Dr Varun Garg, Co-Founder & CEO, DocPlix highlights that AI and ML are reshaping different facets of healthcare delivery, research, and decision-making, which is reinventing the health care industry
The healthcare industry has advanced significantly, using Artificial Intelligence (AI) and Machine Learning (ML). While ML is a subset of AI that focuses on using data and statistical approaches to enable machines to learn and improve their performance, AI is the broader field that involves the development of intelligent systems. The algorithms and techniques that enable machines to become intelligent and capable of carrying out difficult tasks are provided by ML, which is a key component of AI.
AI and ML are reshaping different facets of healthcare delivery, research, and decision-making, which is reinventing the health care industry. AI technologies are currently being integrated into larger healthcare processes and workflows to generate ground-breaking innovations, along with the traditionally relied tasks like medical image analysis or diagnosis support.

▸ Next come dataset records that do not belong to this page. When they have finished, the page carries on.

//! Run state machine
//!
//! `Idle --try_begin--> Running --ticket dropped--> Idle`. A stop request only
//! raises the run's `StopSignal`; the gate returns to idle once the run's
//! ticket is dropped, after every site task has finished.

use crate::{Result, SitelexError};
use std::sync::atomic::{AtomicBool, Ordering};
use std::sync::{Arc, Mutex, MutexGuard};
use tokio::sync::Notify;

/// Cooperative cancellation flag for one indexing run
#[derive(Debug, Default)]
pub struct StopSignal {
    stopped: AtomicBool,
    notify: Notify,
}

impl StopSignal {
    pub fn new() -> Self {
        Self::default()
    }

    /// Raises the flag and wakes every task waiting in `stopped()`
    pub fn stop(&self) {
        self.stopped.store(true, Ordering::SeqCst);
        self.notify.notify_waiters();
    }

    pub fn is_stopped(&self) -> bool {
        self.stopped.load(Ordering::SeqCst)
    }

    /// Completes once `stop()` has been called
    pub async fn stopped(&self) {
        loop {
            // Register before checking the flag so a concurrent stop() is not missed
            let notified = self.notify.notified();
            if self.is_stopped() {
                return;
            }
            notified.await;
        }
    }
}

#[derive(Debug)]
enum RunState {
    Idle,
    Running(Arc<StopSignal>),
}

/// Guards the single-run invariant
#[derive(Debug)]
pub struct RunGate {
    state: Mutex<RunState>,
}

impl Default for RunGate {
    fn default() -> Self {
        Self {
            state: Mutex::new(RunState::Idle),
        }
    }
}

impl RunGate {
    pub fn new() -> Self {
        Self::default()
    }

    fn state(&self) -> MutexGuard<'_, RunState> {
        // The state is a plain enum, a panicking holder cannot leave it half-written
        self.state.lock().unwrap_or_else(|e| e.into_inner())
    }

    /// Atomically moves the gate from idle to running
    ///
    /// Returns `AlreadyRunning` if another run holds the gate.
    pub fn try_begin(self: &Arc<Self>) -> Result<RunTicket> {
        let mut state = self.state();
        match *state {
            RunState::Running(_) => Err(SitelexError::AlreadyRunning),
            RunState::Idle => {
                let signal = Arc::new(StopSignal::new());
                *state = RunState::Running(signal.clone());
                Ok(RunTicket {
                    gate: self.clone(),
                    signal,
                })
            }
        }
    }

    /// Raises the stop signal of the current run
    ///
    /// Returns `NotRunning` if the gate is idle.
    pub fn request_stop(&self) -> Result<()> {
        match &*self.state() {
            RunState::Idle => Err(SitelexError::NotRunning),
            RunState::Running(signal) => {
                signal.stop();
                Ok(())
            }
        }
    }

    pub fn is_running(&self) -> bool {
        matches!(*self.state(), RunState::Running(_))
    }
}

/// Proof of holding the run gate; releases it when dropped
#[derive(Debug)]
pub struct RunTicket {
    gate: Arc<RunGate>,
    signal: Arc<StopSignal>,
}

impl RunTicket {
    pub fn signal(&self) -> Arc<StopSignal> {
        self.signal.clone()
    }
}

impl Drop for RunTicket {
    fn drop(&mut self) {
        *self.gate.state() = RunState::Idle;
    }
}

#[cfg(test)]
mod tests {
    use super::*;
    use std::sync::Barrier;
    use std::thread;
    use std::time::Duration;

    #[test]
    fn test_second_begin_is_rejected() {
        let gate = Arc::new(RunGate::new());
        let ticket = gate.try_begin().unwrap();
        assert!(gate.is_running());
        assert!(matches!(gate.try_begin(), Err(SitelexError::AlreadyRunning)));

        drop(ticket);
        assert!(!gate.is_running());
        assert!(gate.try_begin().is_ok());
    }

    #[test]
    fn test_stop_when_idle_is_rejected() {
        let gate = RunGate::new();
        assert!(matches!(gate.request_stop(), Err(SitelexError::NotRunning)));
    }

    #[test]
    fn test_stop_raises_signal_and_keeps_gate_held() {
        let gate = Arc::new(RunGate::new());
        let ticket = gate.try_begin().unwrap();
        let signal = ticket.signal();

        gate.request_stop().unwrap();
        assert!(signal.is_stopped());
        // Still running until the ticket is released
        assert!(gate.is_running());
        drop(ticket);
        assert!(!gate.is_running());
    }

    #[test]
    fn test_concurrent_begin_admits_exactly_one() {
        let gate = Arc::new(RunGate::new());
        let barrier = Arc::new(Barrier::new(8));

        let handles: Vec<_> = (0..8)
            .map(|_| {
                let gate = gate.clone();
                let barrier = barrier.clone();
                thread::spawn(move || {
                    barrier.wait();
                    let result = gate.try_begin();
                    let won = result.is_ok();
                    // Hold the ticket until every thread has tried
                    thread::sleep(Duration::from_millis(50));
                    drop(result);
                    won
                })
            })
            .collect();

        let winners = handles
            .into_iter()
            .map(|h| h.join().unwrap())
            .filter(|won| *won)
            .count();
        assert_eq!(winners, 1);
    }

    #[tokio::test]
    async fn test_stopped_completes_after_stop() {
        let signal = Arc::new(StopSignal::new());
        let waiter = {
            let signal = signal.clone();
            tokio::spawn(async move { signal.stopped().await })
        };

        tokio::time::sleep(Duration::from_millis(10)).await;
        signal.stop();
        tokio::time::timeout(Duration::from_secs(1), waiter)
            .await
            .unwrap()
            .unwrap();
    }

    #[tokio::test]
    async fn test_stopped_returns_immediately_when_already_stopped() {
        let signal = StopSignal::new();
        signal.stop();
        signal.stopped().await;
    }
}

Healthcare providers are receiving real-time decision support from AI systems. To provide individualised suggestions for diagnosis, treatment plans, and pharmaceutical selections, they can assess patient data, medical literature, treatment guidelines, and historical data. This raises the standard and precision of care while assisting healthcare practitioners in making educated judgements.
AI also serves to improve electronic health record (EHR) systems. Artificial intelligence can better the accuracy and accessibility of patient data by extracting structured information from unstructured clinical notes and documents using natural language processing (NLP) techniques. This promotes better clinical decision-making and more effective and efficient management of health records.
Wearables, sensors, and other connected devices can provide real-time patient data collection and analysis for AI-powered monitoring systems. Healthcare professionals are now able to remotely monitor patients’ health states, spot irregularities, and quickly intervene when necessary. It makes it possible to provide ongoing, individualised care outside of the typical healthcare settings, which lowers hospital admissions and improves patient outcomes.
AI systems’ ability to evaluate vast amounts of population health data in order to spot trends and disease risk factors is another significant application of the technology. Healthcare professionals can take proactive action and put preventative measures in place, including lifestyle changes or early screenings, to lower the incidence and burden of chronic diseases like cancer.
In the fields of genomics and precision medicine, AI and ML are essential. They are able to identify certain disease subtypes, forecast treatment outcomes, and create targeted medicines by analysing genetic and molecular data. With the use of AI, clinical data and sophisticated genomic data may be combined to create individualised treatment plans based on each patient’s particular genetic profile.
Now a days, AI could also improve resource allocation and healthcare operations. Healthcare institutions can efficiently manage resources, such as beds and equipment, by using forecasting and predictive analytics to anticipate patient flows. As a result, waiting times are decreased, operational efficiency is increased, and utilisation of resources is improved.
Virtual assistants and chatbots with AI capabilities are being utilised more frequently to interact with patients, answer questions, and offer health information. In order to encourage patient education and self-management, these AI systems can provide personalised recommendations, prescription reminders, and lifestyle advice.
The integration of AI and ML in healthcare brings numerous advantages that positively impact various aspects of the industry as discussed above. AI is being actively incorporated into healthcare systems to enhance operational effectiveness, patient outcomes, and care delivery. It could change healthcare into a more individualised, effective, and patient-centred system.
Despite the enormous upside that AI and ML hold for the healthcare industry, there is growing attention to ensuring ethical and responsible AI use. These include safeguarding data security and privacy, upholding moral and open use of algorithms, resolving concerns about bias and fairness, and successfully integrating new technologies into current healthcare operations.